Posts tagged: graph theory

Sigurður Örn Stefánsson (27/10/14)

Benedikt Magnússon, October 23, 2014

Math Colloquium

Speaker: Sigurður Örn Stefánsson, University of Iceland
Title: Convergence of random planar maps to the Brownian tree

Location: V-157, VRII
Time: Monday, October 27 at 15:15-16:15.

Abstract:

Random planar maps are defined by assigning non-negative weights to each face of a planar map and the weight of a face depends only on its degree. I will explain the Bouttier-Di Francesco-Guitter bijection between the planar maps and a class of labelled trees called mobiles.

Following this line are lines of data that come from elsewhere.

#[cfg(test)]
mod tests {
    use super::*;
    use crate::events::Severity;
    use chrono::{Duration, TimeZone, Utc};

    const SPEC: &str = r#"
        [modules.planning]
        states = ["draft", "active", "done"]
        terminal = ["done"]
        transitions = [
            { from = "draft", to = "active" },
            { from = "active", to = "done" },
            { from = "active", to = "draft" },
        ]

        [modules.planning.writes]
        "draft->active" = ["priorities_saved", "goals_saved"]

        [modules.review]
        states = ["open", "closed"]
        transitions = [{ from = "open", to = "closed" }]

        [modules.review.severities]
        invalid_transition = "warning"
    "#;

    fn t0() -> Timestamp {
        Utc.with_ymd_and_hms(2026, 3, 1, 9, 0, 0).unwrap()
    }

    fn tracker() -> StateTracker {
        StateTracker::new(Arc::new(SpecRegistry::from_toml_str(SPEC).unwrap()))
    }

    fn writes(items: &[&str]) -> BTreeSet<String> {
        items.iter().map(|item| item.to_string()).collect()
    }

    fn key(id: &str) -> EntityKey {
        EntityKey::new("planning", id)
    }

    fn count(issues: &[Issue], category: IssueCategory) -> usize {
        issues
            .iter()
            .filter(|issue| issue.category == category)
            .count()
    }

    #[test]
    fn test_declared_transitions_raise_nothing() {
        let tracker = tracker();
        let k = key("1");
        let all = writes(&["priorities_saved", "goals_saved"]);

        assert!(tracker
            .record_transition(&k, "draft", "active", &all, t0())
            .is_empty());
        assert!(tracker
            .record_transition(&k, "active", "done", &all, t0())
            .is_empty());

        let state = tracker.entity(&k).unwrap();
        assert_eq!(state.current_state.as_deref(), Some("done"));
    }

    #[test]
    fn test_undeclared_transition_raises_one_issue() {
        let tracker = tracker();
        let issues = tracker.record_transition(&key("1"), "draft", "done", &writes(&[]), t0());

        assert_eq!(issues.len(), 1);
        let issue = &issues[0];
        assert_eq!(issue.category, IssueCategory::InvalidTransition);
        assert_eq!(issue.severity, Severity::Critical);
        assert!(issue.message.contains("draft -> done"));
        assert!(issue.message.contains("draft -> active"));
        assert_eq!(issue.metadata["allowed"], serde_json::json!(["active"]));
    }

    #[test]
    fn test_invalid_transition_uses_configured_severity() {
        let tracker = tracker();
        let issues = tracker.record_transition(
            &EntityKey::new("review", "7"),
            "closed",
            "open",
            &writes(&[]),
            t0(),
        );
        assert_eq!(issues.len(), 1);
        assert_eq!(issues[0].severity, Severity::Warning);
    }

    #[test]
    fn test_missing_write_names_exactly_the_missing_set() {
        let tracker = tracker();
        let issues = tracker.record_transition(
            &key("1"),
            "draft",
            "active",
            &writes(&["priorities_saved", "unrelated"]),
            t0(),
        );

        assert_eq!(issues.len(), 1);
        assert_eq!(issues[0].category, IssueCategory::MissingWrite);
        assert_eq!(
            issues[0].metadata["missing_writes"],
            serde_json::json!(["goals_saved"])
        );
    }

    #[test]
    fn test_unknown_module_is_accepted_silently() {
        let tracker = tracker();
        let k = EntityKey::new("payments", "9");

        assert!(tracker
            .record_transition(&k, "nowhere", "anywhere", &writes(&[]), t0())
            .is_empty());
        assert_eq!(
            tracker.entity(&k).unwrap().current_state.as_deref(),
            Some("anywhere")
        );
        // Never swept either
        assert!(tracker.sweep(t0() + Duration::days(2)).is_empty());
    }

    #[test]
    fn test_invalid_transition_still_updates_state() {
        let tracker = tracker();
        let k = key("1");
        tracker.record_transition(&k, "draft", "done", &writes(&[]), t0());
        assert_eq!(
            tracker.entity(&k).unwrap().current_state.as_deref(),
            Some("done")
        );
    }

    #[test]
    fn test_stuck_raised_once_per_episode() {
        let tracker = tracker();
        let k = key("1");
        tracker.record_transition(&k, "draft", "active", &writes(&[]), t0());

        let mut stuck = 0;
        for minute in 31..36 {
            let issues = tracker.sweep(t0() + Duration::minutes(minute));
            stuck += count(&issues, IssueCategory::StuckState);
        }
        assert_eq!(stuck, 1);
        assert!(tracker.entity(&k).unwrap().stuck_reported());
    }

    #[test]
    fn test_not_stuck_at_exact_threshold() {
        let tracker = tracker();
        tracker.record_transition(&key("1"), "draft", "active", &writes(&[]), t0());
        let issues = tracker.sweep(t0() + Duration::minutes(30));
        assert_eq!(count(&issues, IssueCategory::StuckState), 0);
    }

    #[test]
    fn test_reentering_state_starts_new_stuck_episode() {
        let tracker = tracker();
        let k = key("1");
        let w = writes(&["priorities_saved", "goals_saved"]);
        tracker.record_transition(&k, "draft", "active", &w, t0());
        assert_eq!(
            count(
                &tracker.sweep(t0() + Duration::minutes(31)),
                IssueCategory::StuckState
            ),
            1
        );

        let t1 = t0() + Duration::minutes(40);
        tracker.record_transition(&k, "active", "draft", &w, t1);
        tracker.record_transition(&k, "draft", "active", &w, t1);
        assert!(!tracker.entity(&k).unwrap().stuck_reported());

        let issues = tracker.sweep(t1 + Duration::minutes(31));
        assert_eq!(count(&issues, IssueCategory::StuckState), 1);
    }

    #[test]
    fn test_interaction_does_not_reset_stuck_episode() {
        let tracker = tracker();
        let k = key("1");
        tracker.record_transition(&k, "draft", "active", &writes(&[]), t0());
        tracker.sweep(t0() + Duration::minutes(31));

        tracker.record_interaction(&k, t0() + Duration::minutes(32));
        let issues = tracker.sweep(t0() + Duration::minutes(40));
        assert_eq!(count(&issues, IssueCategory::StuckState), 0);
    }

    #[test]
    fn test_stale_raised_once_and_reset_by_interaction() {
        let tracker = tracker();
        let k = key("1");
        tracker.record_interaction(&k, t0());

        let first = tracker.sweep(t0() + Duration::minutes(61));
        let second = tracker.sweep(t0() + Duration::minutes(90));
        assert_eq!(count(&first, IssueCategory::StaleInteraction), 1);
        assert_eq!(first[0].severity, Severity::Info);
        assert_eq!(count(&second, IssueCategory::StaleInteraction), 0);

        let t1 = t0() + Duration::minutes(100);
        tracker.record_interaction(&k, t1);
        assert!(!tracker.entity(&k).unwrap().stale_reported());
        let third = tracker.sweep(t1 + Duration::minutes(61));
        assert_eq!(count(&third, IssueCategory::StaleInteraction), 1);
    }

    #[test]
    fn test_interaction_only_entity_is_never_stuck() {
        let tracker = tracker();
        tracker.record_interaction(&key("1"), t0());
        let issues = tracker.sweep(t0() + Duration::minutes(45));
        assert!(issues.is_empty());
    }

    #[test]
    fn test_terminal_state_is_exempt() {
        let tracker = tracker();
        let k = key("1");
        tracker.record_transition(&k, "active", "done", &writes(&[]), t0());
        assert!(tracker.sweep(t0() + Duration::days(1)).is_empty());
        assert_eq!(tracker.liveness_counts(t0() + Duration::days(1)).stuck, 0);
    }

    #[test]
    fn test_out_of_order_event_keeps_newer_state() {
        let tracker = tracker();
        let k = key("1");
        tracker.record_transition(&k, "draft", "active", &writes(&[]), t0());
        tracker.record_transition(
            &k,
            "active",
            "done",
            &writes(&[]),
            t0() - Duration::minutes(5),
        );

        let state = tracker.entity(&k).unwrap();
        assert_eq!(state.current_state.as_deref(), Some("active"));
        assert_eq!(state.state_entered_at, t0());
    }

    #[test]
    fn test_interaction_updates_only_last_interaction() {
        let tracker = tracker();
        let k = key("1");
        tracker.record_transition(&k, "draft", "active", &writes(&[]), t0());
        let later = t0() + Duration::minutes(3);
        tracker.record_interaction(&k, later);

        let state = tracker.entity(&k).unwrap();
        assert_eq!(state.state_entered_at, t0());
        assert_eq!(state.last_interaction_at, later);
        assert_eq!(state.current_state.as_deref(), Some("active"));
    }

    #[test]
    fn test_liveness_counts() {
        let tracker = tracker();
        tracker.record_transition(&key("1"), "draft", "active", &writes(&[]), t0());
        tracker.record_transition(
            &key("2"),
            "draft",
            "active",
            &writes(&[]),
            t0() + Duration::minutes(50),
        );
        tracker.record_interaction(&EntityKey::new("payments", "3"), t0());

        let counts = tracker.liveness_counts(t0() + Duration::minutes(65));
        assert_eq!(
            counts,
            LivenessCounts {
                tracked: 3,
                stuck: 1,
                stale: 1
            }
        );
    }

    #[test]
    fn test_concurrent_updates_to_same_and_different_entities() {
        let tracker = Arc::new(tracker());
        let handles: Vec<_> = (0..8)
            .map(|thread| {
                let tracker = Arc::clone(&tracker);
                std::thread::spawn(move || {
                    for i in 0..200 {
                        let at = t0() + Duration::seconds(i);
                        tracker.record_interaction(&key("shared"), at);
                        tracker.record_interaction(&key(&format!("own-{}", thread)), at);
                    }
                })
            })
            .collect();
        for handle in handles {
            handle.join().unwrap();
        }

        assert_eq!(tracker.tracked_count(), 9);
        let shared = tracker.entity(&key("shared")).unwrap();
        assert_eq!(shared.last_interaction_at, t0() + Duration::seconds(199));
    }

    #[test]
    fn test_concurrent_transitions_on_one_entity() {
        let tracker = Arc::new(tracker());
        let shared = key("shared");
        let handles: Vec<_> = (0..8i64)
            .map(|thread| {
                let tracker = Arc::clone(&tracker);
                let shared = shared.clone();
                std::thread::spawn(move || {
                    let mut issues = Vec::new();
                    for round in 0..50i64 {
                        // Sequence numbers 0..400 spread across threads
                        let seq = round * 8 + thread;
                        let at = t0() + Duration::seconds(seq);
                        let (from, to) = match seq % 3 {
                            0 => ("done", "draft"),
                            1 => ("draft", "active"),
                            _ => ("active", "draft"),
                        };
                        issues.extend(tracker.record_transition(&shared, from, to, &writes(&[]), at));
                    }
                    issues
                })
            })
            .collect();

        let mut issues = Vec::new();
        for handle in handles {
            issues.extend(handle.join().unwrap());
        }

        // 0, 3, ..., 399 are invalid; 1, 4, ..., 397 miss their writes
        assert_eq!(count(&issues, IssueCategory::InvalidTransition), 134);
        assert_eq!(count(&issues, IssueCategory::MissingWrite), 133);
        assert_eq!(issues.len(), 267);

        // The newest event (399, done -> draft) wins regardless of arrival order
        let state = tracker.entity(&shared).unwrap();
        assert_eq!(state.current_state.as_deref(), Some("draft"));
        assert_eq!(state.state_entered_at, t0() + Duration::seconds(399));
        assert_eq!(state.last_interaction_at, t0() + Duration::seconds(399));
        assert_eq!(tracker.tracked_count(), 1);
    }
}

By throwing away labels one can, via another bijection, relate the mobiles to the model of so-called simply generated trees which are understood in detail. For certain choices of weights a unique large face, having degree proportional to the total number of edges in the maps, appears with high probability when the maps are large. This corresponds to a recently studied phenomenon of condensation in simply generated trees where a vertex having degree proportional to the size of the trees appears. In this case the planar maps, with a properly rescaled graph metric, are shown to converge in distribution towards Aldous’ Brownian tree in the Gromov-Hausdorff topology.

Sara Sabrina Zemljic (20/10/14)

Benedikt Magnússon, October 16, 2014

Math Colloquium

Speaker: Sara Sabrina Zemljic, University of Iceland
Title: Sierpiński graphs, continued

Location: V-157, VRII
Time: Monday, October 20 at 15:00-16:00.

Abstract:

Sierpiński graphs \(S_p^n\) form an extensively studied family of graphs of fractal nature applicable in topology, mathematics of the Tower of Hanoi, computer science, and elsewhere. In the talk we will take a closer look at these graphs and go through some of their basic properties.

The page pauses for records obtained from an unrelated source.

use crate::error::CollectorError;
use crate::events::{ObservedEvent, Timestamp};
use chrono::Utc;
use log::{debug, error, info, warn};
use serde::Deserialize;
use std::collections::BTreeSet;
use std::fmt;
use std::io::BufRead;
use std::sync::mpsc::Sender;
use std::sync::{Arc, Mutex};
use std::thread::{self, JoinHandle};

/// One parsed event line, ready for `Observer::ingest`
#[derive(Debug, Clone, PartialEq)]
pub struct EventRecord {
    pub module: String,
    pub entity_id: String,
    pub event: ObservedEvent,
}

/// Raw shape of an input line
///
/// A line with both `from` and `to` is a transition; a line with neither is
/// a liveness ping.
#[derive(Debug, Deserialize)]
struct EventLine {
    module: String,
    entity_id: EntityId,
    from: Option<String>,
    to: Option<String>,
    #[serde(default)]
    writes: BTreeSet<String>,
    at: Option<Timestamp>,
}

/// Entity ids arrive as strings or bare JSON numbers
#[derive(Debug, Deserialize)]
#[serde(untagged)]
enum EntityId {
    Text(String),
    Number(serde_json::Number),
}

impl fmt::Display for EntityId {
    fn fmt(&self, f: &mut fmt::Formatter<'_>) -> fmt::Result {
        match self {
            EntityId::Text(text) => write!(f, "{}", text),
            EntityId::Number(number) => write!(f, "{}", number),
        }
    }
}

/// Line counts from one pass over an input stream
#[derive(Debug, Clone, Copy, Default, PartialEq, Eq)]
pub struct ReadStats {
    pub lines: usize,
    pub events: usize,
    pub skipped: usize,
}

/// Reads JSON-lines events from a stream on a background thread
///
/// Parsed records are sent to a channel; the consumer feeds them to the
/// observer. Malformed lines are logged and skipped, they never stop the
/// reader. The channel disconnects once the reader thread finishes.
pub struct EventReader {
    output_channel: Option<Sender<EventRecord>>,
    thread_handle: Option<JoinHandle<ReadStats>>,
    running: Arc<Mutex<bool>>,
}

impl EventReader {
    pub fn new(channel: Sender<EventRecord>) -> Self {
        Self {
            output_channel: Some(channel),
            thread_handle: None,
            running: Arc::new(Mutex::new(false)),
        }
    }

    /// Start reading `input` on a background thread
    ///
    /// The thread ends at end of input, when the receiving side hangs up, or
    /// after [`EventReader::stop`] once the next line arrives. A reader can
    /// only be started once.
    pub fn start<R>(&mut self, input: R)
    where
        R: BufRead + Send + 'static,
    {
        let Some(channel) = self.output_channel.take() else {
            warn!("EventReader already started");
            return;
        };
        *self.running.lock().unwrap_or_else(|e| e.into_inner()) = true;

        let running = Arc::clone(&self.running);
        let handle = thread::spawn(move || {
            let stats = match Self::read_events(input, &channel, &running) {
                Ok(stats) => stats,
                Err(e) => {
                    error!("Event input failed: {}", e);
                    ReadStats::default()
                }
            };
            *running.lock().unwrap_or_else(|e| e.into_inner()) = false;
            info!(
                "Event input closed: {} lines, {} events, {} skipped",
                stats.lines, stats.events, stats.skipped
            );
            stats
        });

        self.thread_handle = Some(handle);
        info!("EventReader started");
    }

    /// Ask the reader thread to stop after its current line
    pub fn stop(&self) {
        *self.running.lock().unwrap_or_else(|e| e.into_inner()) = false;
    }

    pub fn is_running(&self) -> bool {
        *self.running.lock().unwrap_or_else(|e| e.into_inner())
    }

    /// Wait for the reader thread to finish
    ///
    /// # Errors
    ///
    /// Returns `CollectorError::ParseError` if the reader thread panicked.
    pub fn join(&mut self) -> Result<ReadStats, CollectorError> {
        match self.thread_handle.take() {
            Some(handle) => handle
                .join()
                .map_err(|_| CollectorError::ParseError("Reader thread panicked".to_string())),
            None => Ok(ReadStats::default()),
        }
    }

    /// Parse every line of `input` and forward the records
    ///
    /// # Errors
    ///
    /// Returns `CollectorError::IoError` if reading the stream fails.
    pub fn read_events<R: BufRead>(
        input: R,
        channel: &Sender<EventRecord>,
        running: &Mutex<bool>,
    ) -> Result<ReadStats, CollectorError> {
        let mut stats = ReadStats::default();

        for line in input.lines() {
            if !*running.lock().unwrap_or_else(|e| e.into_inner()) {
                debug!("EventReader stopping on request");
                break;
            }
            let line = line?;
            stats.lines += 1;
            if line.trim().is_empty() {
                continue;
            }

            match Self::parse_line(&line) {
                Ok(record) => {
                    if channel.send(record).is_err() {
                        warn!("Event consumer hung up, stopping reader");
                        break;
                    }
                    stats.events += 1;
                }
                Err(e) => {
                    debug!("Skipping line {}: {}", stats.lines, e);
                    stats.skipped += 1;
                }
            }
        }

        Ok(stats)
    }

    /// Parse a single JSON event line
    ///
    /// A missing `at` means "now".
    pub fn parse_line(line: &str) -> Result<EventRecord, CollectorError> {
        let raw: EventLine = serde_json::from_str(line.trim())
            .map_err(|e| CollectorError::ParseError(e.to_string()))?;

        if raw.module.trim().is_empty() {
            return Err(CollectorError::ParseError("empty module name".to_string()));
        }
        let entity_id = raw.entity_id.to_string();
        if entity_id.is_empty() {
            return Err(CollectorError::ParseError("empty entity_id".to_string()));
        }

        let at = raw.at.unwrap_or_else(Utc::now);
        let event = match (raw.from, raw.to) {
            (Some(from), Some(to)) => ObservedEvent::Transition {
                from,
                to,
                writes: raw.writes,
                at,
            },
            (None, None) => ObservedEvent::Interaction { at },
            _ => {
                return Err(CollectorError::ParseError(
                    "transition needs both 'from' and 'to'".to_string(),
                ))
            }
        };

        Ok(EventRecord {
            module: raw.module,
            entity_id,
            event,
        })
    }
}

Sara Sabrina Zemljic (06/10/14)

Benedikt Magnússon, October 2, 2014

Math Colloquium

Speaker: Sara Sabrina Zemljic, University of Iceland
Title: Sierpiński graphs

Location: V-157, VRII
Time: Monday, October 6 at 15:00-16:00.

Abstract:

Sierpiński graphs \(S_p^n\) form an extensively studied family of graphs of fractal nature applicable in topology, mathematics of the Tower of Hanoi, computer science, and elsewhere. In the talk we will take a closer look at these graphs and go through some of their basic properties.

Thomas Vallier (15/09/14)

Benedikt Magnússon, September 11, 2014

Math Colloquium

Speaker: Thomas Vallier, University of Iceland
Title: Bootstrap percolation on the random graph \(G_{n,p}\)

Location: V-157, VRII
Time: Monday September 15, at 15:00-16:00.

Abstract:

Bootstrap percolation on the random graph \(G_{n,p}\) is a process of spread of “activation” on a given realization of the graph with a given number of initially active nodes. At each step those vertices which have not been active but have at least \(r ≥ 2\) active neighbours become active as well.

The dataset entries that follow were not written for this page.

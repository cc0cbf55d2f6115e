/// Error types for the observer
pub mod error;

/// Shared domain types: entities, observed events, issues
pub mod events;

/// Behavioral specification loading and lookups
pub mod spec;

/// Per-entity state and liveness tracking
pub mod tracker;

/// Bounded issue log
pub mod issues;

/// Alert delivery with per-key cooldowns
pub mod alerts;

/// Event input collectors
pub mod collectors;

/// Configuration management
pub mod config;

/// Orchestration and health reports
pub mod observer;

// Re-export commonly used types
pub use error::{AlertError, CollectorError, ConfigError, SpecError};
pub use events::{EntityKey, Issue, IssueCategory, ObservedEvent, Severity, Timestamp};
pub use observer::{CheckSummary, HealthReport, Observer};
pub use spec::SpecRegistry;
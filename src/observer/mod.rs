//! Top-level orchestration
//!
//! The Observer is the only write path for functional modules. It wires the
//! state tracker, issue log and alert dispatcher together and compiles health
//! reports. Ingestion is synchronous and never waits on alert delivery; the
//! periodic check is where notifications are sent. Health reports read
//! dispatcher status without waiting on a check in progress.

pub mod report;

pub use report::{HealthReport, IssueSummary};

use crate::alerts::{AlertDispatcher, DispatchOutcome};
use crate::events::{EntityKey, Issue, ObservedEvent, Severity, Timestamp};
use crate::issues::{IssueFilter, IssueLog};
use crate::spec::SpecRegistry;
use crate::tracker::StateTracker;
use chrono::Duration;
use log::{debug, info, warn};
use serde::Serialize;
use std::sync::Arc;

/// What one periodic check did
#[derive(Debug, Clone, Copy, Default, PartialEq, Eq, Serialize)]
pub struct CheckSummary {
    /// Stuck and stale issues found by the sweep
    pub swept_issues: usize,
    /// Issues handed to the dispatcher (everything logged since the last check)
    pub scanned_issues: usize,
    pub dispatch: DispatchOutcome,
}

/// Runtime quality observer
///
/// Construct one explicitly with its collaborators; share it behind an `Arc`
/// between ingesting threads and the periodic scheduler.
pub struct Observer {
    registry: Arc<SpecRegistry>,
    tracker: StateTracker,
    issues: Arc<IssueLog>,
    dispatcher: AlertDispatcher,
    /// Id of the last issue handed to the dispatcher; serializes checks
    scanned_through: tokio::sync::Mutex<u64>,
}

impl Observer {
    pub fn new(
        registry: Arc<SpecRegistry>,
        issues: Arc<IssueLog>,
        dispatcher: AlertDispatcher,
    ) -> Self {
        info!(
            "Observer watching {} specified modules, issue log capacity {}",
            registry.module_names().len(),
            issues.capacity()
        );
        Self {
            tracker: StateTracker::new(Arc::clone(&registry)),
            registry,
            issues,
            dispatcher,
            scanned_through: tokio::sync::Mutex::new(0),
        }
    }

    /// Record one observed event for an entity
    ///
    /// Never fails: anomalies are logged and returned, the event is always
    /// accepted.
    pub fn ingest(&self, module: &str, entity_id: &str, event: &ObservedEvent) -> Vec<Issue> {
        let key = EntityKey::new(module, entity_id);
        let detected = match event {
            ObservedEvent::Transition {
                from,
                to,
                writes,
                at,
            } => self.tracker.record_transition(&key, from, to, writes, *at),
            ObservedEvent::Interaction { at } => {
                self.tracker.record_interaction(&key, *at);
                Vec::new()
            }
        };

        detected.into_iter().map(|issue| self.log_issue(issue)).collect()
    }

    /// Sweep for stuck/stale entities, alert on new issues, drain the queue
    ///
    /// Each step is safe to repeat; an interrupted check loses at most the
    /// in-memory pending alerts, never logged issues.
    pub async fn run_periodic_check(&self, now: Timestamp) -> CheckSummary {
        let swept: Vec<Issue> = self
            .tracker
            .sweep(now)
            .into_iter()
            .map(|issue| self.log_issue(issue))
            .collect();

        let mut scanned_through = self.scanned_through.lock().await;
        let fresh = self.issues.issues_after(*scanned_through);
        if let Some(last) = fresh.last() {
            *scanned_through = last.id;
        }

        let mut dispatch = self.dispatcher.notify_qualifying(&fresh, now).await;
        dispatch.merge(self.dispatcher.drain_pending(now).await);

        let summary = CheckSummary {
            swept_issues: swept.len(),
            scanned_issues: fresh.len(),
            dispatch,
        };
        debug!("Periodic check at {}: {:?}", now, summary);
        summary
    }

    /// Aggregate the issues of the last `window` with current entity health
    pub async fn health_report(&self, window: Duration, now: Timestamp) -> HealthReport {
        let in_window = self
            .issues
            .query(&IssueFilter::default().since(now - window));
        HealthReport {
            generated_at: now,
            window_minutes: window.num_minutes(),
            issues: IssueSummary::from_issues(&in_window),
            recent_issues: HealthReport::recent(in_window),
            entities: self.tracker.liveness_counts(now),
            pending_alerts: self.dispatcher.pending_count(),
            alerts_in_flight: self.dispatcher.in_flight_count(),
            failed_alerts: self.dispatcher.failed_alerts(),
            alerts_sent: self.dispatcher.sent_count(),
            issues_evicted: self.issues.evicted_count(),
        }
    }

    pub fn registry(&self) -> &SpecRegistry {
        &self.registry
    }

    pub fn tracker(&self) -> &StateTracker {
        &self.tracker
    }

    pub fn issue_log(&self) -> &IssueLog {
        &self.issues
    }

    fn log_issue(&self, issue: Issue) -> Issue {
        let issue = self.issues.append(issue);
        if issue.severity >= Severity::Warning {
            warn!("[{}] {}: {}", issue.severity, issue.category, issue.message);
        } else {
            info!("[{}] {}: {}", issue.severity, issue.category, issue.message);
        }
        issue
    }
}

We consider the n vertices with global connections inherited from the structure of the graph \(G_{n,p}\), meaning that any two vertices share an edge with probability \(p\) independently of the others.

The presentation is based on the article ”Bootstrap percolation on the random graph \(G_{n,p}\)” by Janson, Luczak, Turova and Vallier.

Among other results, they study the size \(A^*\) of the final active set depending on the number of vertices active at the origin as a function of n (the number of vertices) and \(p = p(n)\) (the probability of connections) which is written \(a_0(n, p) = a_0\). The model exhibits a sharp phase transition: depending on the parameters of the model the final size of activation with a high probability is either \(n − o(n)\) or it is \(o(n)\).

I will give a pictorial introduction to the model and explain briefly the approach of the authors to derive the threshold for bootstrap percolation on \(G_{n,p}\).